Provando, però, a considerare non solo i punti di frizione, è possibile cogliere alcuni elementi di convergenza tra i due temi in parola: l’intento comune è quello di favorire lo sviluppo del mercato digitale e delle tecnologie, attraverso una normativa che rispetti il principio di neutralità della tecnologia, da un lato, e l’applicazione delle DLT ad un numero sempre maggiore di settori, dall’altro; la cybersicurezza assume un ruolo centrale, come attività obbligatoria e necessaria di salvaguardia dei dati raccolti, che i soggetti del GDPR devono prevedere, al fine di scongiurare la possibilità del data breach, e ciò ha un evidente risvolto sulla efficacia e credibilità in colui che intende utilizzare la blockchain; lo sviluppo di blockchain seguendo i principi di privacy by design e by default. Ancora. In relazione alle tecniche di pseudonimizzazione (C26,29,75 art.4, co.V GDPR) e anonimizzazione applicate dal titolare, potrà risultare più o meno agevole l’individuazione di quest’ultimo, in base alla dotazione di mezzi idonei a re-identificare gli interessati a cui sono riconducibili le chiavi pubbliche registrate sulla blockchain (ad es. gli exchange). La realtà allo stato dell’arte è la mancanza di una normativa sulla data protection attagliata perfettamente sulla blockchain e sulle DLT.

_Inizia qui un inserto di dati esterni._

// ---------------------------------------------------------------------
// Duplicate SET assignments
// ---------------------------------------------------------------------

fn dedup_update_set(sql: &str) -> String {
    static UPDATE_SET_HEAD: Lazy<Regex> =
        Lazy::new(|| Regex::new(r"(?is)\bUPDATE\s+[A-Za-z_][A-Za-z0-9_.\"]*\s+SET\s+").unwrap());
    static CLAUSE_END: Lazy<Regex> =
        Lazy::new(|| Regex::new(r"(?i)\b(WHERE|RETURNING|ORDER\s+BY|LIMIT)\b").unwrap());

    let head_match = match UPDATE_SET_HEAD.find(sql) {
        Some(m) => m,
        None => return sql.to_string(),
    };

    let tail = &sql[head_match.end()..];
    let (set_clause, rest) = match CLAUSE_END.find(tail) {
        Some(end) => (&tail[..end.start()], &tail[end.start()..]),
        None => {
            // Strip a trailing semicolon, if present, from the SET clause.
            let trimmed = tail.trim_end();
            let semi = trimmed.ends_with(';');
            let body = if semi {
                &trimmed[..trimmed.len() - 1]
            } else {
                trimmed
            };
            (body, if semi { ";" } else { "" })
        }
    };

    let assignments = split_top_level_commas(set_clause);
    let mut order: Vec<String> = Vec::new();
    let mut values: HashMap<String, String> = HashMap::new();

    for assignment in assignments {
        let trimmed = assignment.trim();
        if trimmed.is_empty() {
            continue;
        }
        if let Some(eq) = find_assignment_eq(trimmed) {
            let col = trimmed[..eq].trim().to_string();
            if !values.contains_key(&col) {
                order.push(col.clone());
            } else {
                order.retain(|c| c != &col);
                order.push(col.clone());
            }
            values.insert(col, trimmed.to_string());
        }
    }

    let rebuilt: Vec<String> = order.into_iter().map(|c| values.remove(&c).unwrap()).collect();

    format!(
        "{}{}{}",
        &sql[..head_match.end()],
        rebuilt.join(", "),
        rest
    )
}

/// Finds the `=` that separates an assignment's column from its value,
/// skipping the two-character comparison operators that contain `=`.
fn find_assignment_eq(s: &str) -> Option<usize> {
    let bytes = s.as_bytes();
    for (i, &b) in bytes.iter().enumerate() {
        if b == b'=' {
            let prev = if i > 0 { bytes[i - 1] } else { 0 };
            let next = if i + 1 < bytes.len() { bytes[i + 1] } else { 0 };
            if prev == b'!' || prev == b'<' || prev == b'>' || next == b'=' {
                continue;
            }
            return Some(i);
        }
    }
    None
}

// ---------------------------------------------------------------------
// GROUP BY completion
// ---------------------------------------------------------------------

fn complete_group_by(sql: &str) -> String {
    static SELECT_FROM: Lazy<Regex> = Lazy::new(|| Regex::new(r"(?i)\bSELECT\b").unwrap());
    static FROM_KW: Lazy<Regex> = Lazy::new(|| Regex::new(r"(?i)\bFROM\b").unwrap());
    static GROUP_BY_KW: Lazy<Regex> = Lazy::new(|| Regex::new(r"(?i)\bGROUP\s+BY\b").unwrap());
    static CLAUSE_END: Lazy<Regex> =
        Lazy::new(|| Regex::new(r"(?i)\b(HAVING|ORDER\s+BY|LIMIT)\b").unwrap());
    static AGGREGATE: Lazy<Regex> = Lazy::new(|| {
        Regex::new(r"(?i)^(COUNT|SUM|AVG|MIN|MAX|GROUP_CONCAT|STRING_AGG)\s*\(").unwrap()
    });
    static DOTTED: Lazy<Regex> =
        Lazy::new(|| Regex::new(r"^[A-Za-z_][A-Za-z0-9_]*\.[A-Za-z_][A-Za-z0-9_]*$").unwrap());
    static ALIASED: Lazy<Regex> =
        Lazy::new(|| Regex::new(r"(?i)^(.*)\s+AS\s+([A-Za-z_][A-Za-z0-9_]*)$").unwrap());

    let select_start = match SELECT_FROM.find(sql) {
        Some(m) => m.end(),
        None => return sql.to_string(),
    };
    let from_match = match FROM_KW.find(&sql[select_start..]) {
        Some(m) => m,
        None => return sql.to_string(),
    };
    let select_list = &sql[select_start..select_start + from_match.start()];

    let group_by_match = match GROUP_BY_KW.find(&sql[select_start + from_match.end()..]) {
        Some(m) => m,
        None => return sql.to_string(),
    };
    let group_by_abs_start = select_start + from_match.end() + group_by_match.end();
    let after_group_by = &sql[group_by_abs_start..];

    let (group_by_clause, tail) = match CLAUSE_END.find(after_group_by) {
        Some(end) => (&after_group_by[..end.start()], &after_group_by[end.start()..]),
        None => {
            let trimmed = after_group_by.trim_end();
            let semi = trimmed.ends_with(';');
            if semi {
                (&trimmed[..trimmed.len() - 1], ";")
            } else {
                (trimmed, "")
            }
        }
    };

    let existing: Vec<String> = split_top_level_commas(group_by_clause)
        .iter()
        .map(|c| c.trim().to_string())
        .filter(|c| !c.is_empty())
        .collect();
    if existing.is_empty() {
        return sql.to_string();
    }

    let mut additions = Vec::new();
    for item in split_top_level_commas(select_list) {
        let item = item.trim();
        if item.is_empty() || item == "*" {
            continue;
        }
        if AGGREGATE.is_match(item) {
            continue;
        }
        if item.to_ascii_uppercase().contains("CASE") {
            continue;
        }
        if item.starts_with('(') {
            continue;
        }

        let candidate = if let Some(caps) = ALIASED.captures(item) {
            if DOTTED.is_match(caps[1].trim()) {
                Some(caps[2].to_string())
            } else {
                None
            }
        } else if DOTTED.is_match(item) {
            Some(item.to_string())
        } else {
            None
        };

        if let Some(candidate) = candidate {
            let already_present = existing
                .iter()
                .chain(additions.iter())
                .any(|e| e.eq_ignore_ascii_case(&candidate));
            if !already_present {
                additions.push(candidate);
            }
        }
    }

    if additions.is_empty() {
        return sql.to_string();
    }

    let mut all = existing;
    all.extend(additions);

    format!(
        "{}{}{}",
        &sql[..group_by_abs_start],
        all.join(", "),
        tail
    )
}

#[cfg(test)]
mod tests {
    use super::*;

    fn t(sql: &str) -> Translation {
        translate(sql, &ConflictRegistry::with_defaults())
    }

    #[test]
    fn s1_style_create_table_translates_types_and_becomes_idempotent() {
        let r = t("CREATE TABLE t(id INTEGER PRIMARY KEY AUTOINCREMENT, name TEXT);");
        assert_eq!(
            r.sql,
            "CREATE TABLE IF NOT EXISTS t(id BIGINT GENERATED ALWAYS AS IDENTITY PRIMARY KEY, name TEXT);"
        );
    }

    #[test]
    fn s3_insert_or_replace_becomes_upsert_with_returning_id() {
        let r = t("INSERT OR REPLACE INTO tags(id, tag, tag_type) VALUES(1,'Action',0);");
        assert_eq!(
            r.sql,
            "INSERT INTO tags(id, tag, tag_type) VALUES(1,'Action',0) ON CONFLICT (id) DO UPDATE SET tag = EXCLUDED.tag, tag_type = EXCLUDED.tag_type RETURNING id"
        );
    }

    #[test]
    fn s4_named_placeholder_maps_to_positional_and_ifnull_to_coalesce() {
        let r = t("SELECT IFNULL(rating, 0) FROM items WHERE id = :id;");
        assert_eq!(r.sql, "SELECT COALESCE(rating, 0) FROM items WHERE id = $1;");
        assert_eq!(r.param_count, 1);
        assert_eq!(r.param_names, vec!["id".to_string()]);
    }

    #[test]
    fn s5_pragma_is_a_skip_pattern() {
        assert!(is_skip_pattern("PRAGMA journal_mode = WAL;"));
        assert!(!is_skip_pattern("SELECT 1;"));
    }

    #[test]
    fn s7_group_by_completion_adds_missing_select_columns() {
        let r = t("SELECT metadata_items.id, metadata_items.title FROM metadata_items GROUP BY metadata_items.id");
        assert_eq!(
            r.sql,
            "SELECT metadata_items.id, metadata_items.title FROM metadata_items GROUP BY metadata_items.id, metadata_items.title"
        );
    }

    #[test]
    fn repeated_named_param_reuses_position() {
        let r = t("SELECT * FROM t WHERE a = :x OR b = :x");
        assert_eq!(r.sql, "SELECT * FROM t WHERE a = $1 OR b = $1");
        assert_eq!(r.param_count, 1);
    }

    #[test]
    fn anonymous_placeholders_increment() {
        let r = t("INSERT INTO t(a, b) VALUES(?, ?)");
        assert_eq!(r.sql, "INSERT INTO t(a, b) VALUES($1, $2)");
        assert_eq!(r.param_count, 2);
    }

    #[test]
    fn string_literals_are_never_rewritten() {
        let r = t("SELECT 'INTEGER AUTOINCREMENT REAL BLOB' FROM t");
        assert_eq!(r.sql, "SELECT 'INTEGER AUTOINCREMENT REAL BLOB' FROM t");
    }

    #[test]
    fn backticks_become_double_quotes() {
        let r = t("SELECT `name` FROM `items`");
        assert_eq!(r.sql, "SELECT \"name\" FROM \"items\"");
    }

    #[test]
    fn glob_becomes_like() {
        let r = t("SELECT * FROM t WHERE name GLOB 'a*'");
        assert_eq!(r.sql, "SELECT * FROM t WHERE name LIKE 'a*'");
    }

    #[test]
    fn operator_minus_spacing_is_restored() {
        let r = t("SELECT * FROM t WHERE a !=-1 AND b<=-5");
        assert_eq!(r.sql, "SELECT * FROM t WHERE a != -1 AND b<= -5");
    }

    #[test]
    fn empty_in_list_becomes_always_false() {
        let r = t("SELECT * FROM t WHERE id IN ()");
        assert_eq!(r.sql, "SELECT * FROM t WHERE id IN (SELECT -1 WHERE FALSE)");
    }

    #[test]
    fn begin_immediate_becomes_plain_begin() {
        let r = t("BEGIN IMMEDIATE;");
        assert_eq!(r.sql, "BEGIN;");
    }

    #[test]
    fn typeof_gets_text_cast_and_nested_parens_balance() {
        let r = t("SELECT typeof(COALESCE(a, b)) FROM t");
        assert_eq!(
            r.sql,
            "SELECT (CASE pg_typeof(COALESCE(a, b))::text \
WHEN 'bigint' THEN 'integer' WHEN 'integer' THEN 'integer' \
WHEN 'double precision' THEN 'real' WHEN 'real' THEN 'real' \
ELSE pg_typeof(COALESCE(a, b))::text END) FROM t"
        );
    }

    #[test]
    fn typeof_result_vocabulary_matches_the_host_engine() {
        let r = t("SELECT typeof(x) FROM t WHERE typeof(x) = 'integer'");
        assert!(r.sql.contains("WHEN 'bigint' THEN 'integer'"));
        assert!(r.sql.contains("WHEN 'double precision' THEN 'real'"));
        // Both occurrences (the selected column and the predicate) get the
        // same remapping, so a host query comparing against 'integer'/'real'
        // still matches rows it matched against Engine-L.
        assert_eq!(r.sql.matches("CASE pg_typeof(x)::text").count(), 2);
        assert!(r.sql.ends_with("= 'integer'"));
    }

    #[test]
    fn iif_becomes_case_when() {
        let r = t("SELECT iif(a > 0, 'pos', 'neg') FROM t");
        assert_eq!(r.sql, "SELECT CASE WHEN a > 0 THEN 'pos' ELSE 'neg' END FROM t");
    }

    #[test]
    fn strftime_seconds_becomes_epoch_extract() {
        let r = t("SELECT strftime('%s', 'now') FROM t");
        assert_eq!(r.sql, "SELECT EXTRACT(EPOCH FROM (NOW()))::bigint FROM t");
    }

    #[test]
    fn last_insert_rowid_becomes_lastval() {
        let r = t("SELECT last_insert_rowid();");
        assert_eq!(r.sql, "SELECT lastval();");
    }

    #[test]
    fn r4_json_each_becomes_json_array_elements() {
        let r = t("SELECT value FROM json_each(?)");
        assert_eq!(r.sql, "SELECT value FROM json_array_elements($1::json)");
    }

    #[test]
    fn duplicate_set_assignment_keeps_rightmost() {
        let r = t("UPDATE t SET a = 1, b = 2, a = 3 WHERE id = 1");
        assert_eq!(r.sql, "UPDATE t SET b = 2, a = 3 WHERE id = 1");
    }

    #[test]
    fn on_conflict_columns_are_unquoted() {
        let r = t("INSERT INTO t(id) VALUES(1) ON CONFLICT(\"id\") DO NOTHING");
        assert_eq!(r.sql, "INSERT INTO t(id) VALUES(1) ON CONFLICT (id) DO NOTHING");
    }

    #[test]
    fn translation_is_idempotent_on_simple_statements() {
        let first = t("CREATE TABLE t(id INTEGER PRIMARY KEY AUTOINCREMENT, name TEXT);");
        let second = translate(&first.sql, &ConflictRegistry::with_defaults());
        assert_eq!(first.sql, second.sql);
    }

    #[test]
    fn alter_table_add_column_gets_if_not_exists() {
        let r = t("ALTER TABLE t ADD COLUMN name TEXT");
        assert_eq!(r.sql, "ALTER TABLE t ADD COLUMN IF NOT EXISTS name TEXT");

        let r = t("ALTER TABLE t ADD age INTEGER");
        assert_eq!(r.sql, "ALTER TABLE t ADD COLUMN IF NOT EXISTS age INTEGER");
    }

    #[test]
    fn alter_table_add_column_is_idempotent() {
        let first = t("ALTER TABLE t ADD COLUMN name TEXT");
        let second = translate(&first.sql, &ConflictRegistry::with_defaults());
        assert_eq!(first.sql, second.sql);

        let already_guarded = "ALTER TABLE t ADD COLUMN IF NOT EXISTS name TEXT";
        let rewritten = translate(already_guarded, &ConflictRegistry::with_defaults());
        assert_eq!(rewritten.sql, already_guarded);
    }

    #[test]
    fn sqlite_master_becomes_catalog_union() {
        let r = t("SELECT name FROM sqlite_master WHERE type = 'table'");
        assert!(r.sql.contains("information_schema.tables"));
        assert!(r.sql.contains("pg_indexes"));
    }

    #[test]
    fn exec_returning_id_is_added_once_to_a_bare_insert() {
        let once = ensure_insert_returning_id("INSERT INTO t(a) VALUES(1)");
        assert_eq!(once, "INSERT INTO t(a) VALUES(1) RETURNING id");
        let twice = ensure_insert_returning_id(&once);
        assert_eq!(twice, once);
    }

    #[test]
    fn exec_returning_id_leaves_non_inserts_alone() {
        let r = ensure_insert_returning_id("UPDATE t SET a = 1");
        assert_eq!(r, "UPDATE t SET a = 1");
    }
}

Gli sforzi del legislatore europeo, però, sin dalle prime fasi di elaborazione del GDPR, son stati nel senso di rispettare il c.d. principio di neutralità della tecnologia (C15): a parere della scrivente, non è, pertanto, auspicabile un nuovo ed ulteriore intervento normativo, quanto quello delle Autorità di controllo, ossia i Garanti della privacy a livello nazione o di concerto tra loro (EDPB), al fine di semplificare l’applicazione di ciò che  già esiste e di indirizzare l’interprete, attraverso best practice e Linee Guida. In tale direzione, qualche indicazione va rinvenuta nei report dell’EU Blockchain Observatory and Forum o del Garante francese CNIL; il Parlamento europeo, inoltre, ha provato a fornire tre policy che permetterebbero di non andare a modificare una normativa: interpretazione del regolamento, creazione di codici di condotta (già previsti all’art. 40 GDPR) e sistemi di certificazione di settore (art.42 GDPR) e la promozione di ricerca multidisciplinare. Alla luce di quanto sopra esposto, la vera domanda è: come e, soprattutto, è davvero possibile normare e attribuire ruoli e responsabilità a qualcosa che nasce con la finalità di rendere davvero operante il meccanismo peer to peer tra gli utenti e, perciò, di attuare la decentralizzazione dei prodotti, dei servizi e della loro fruizione?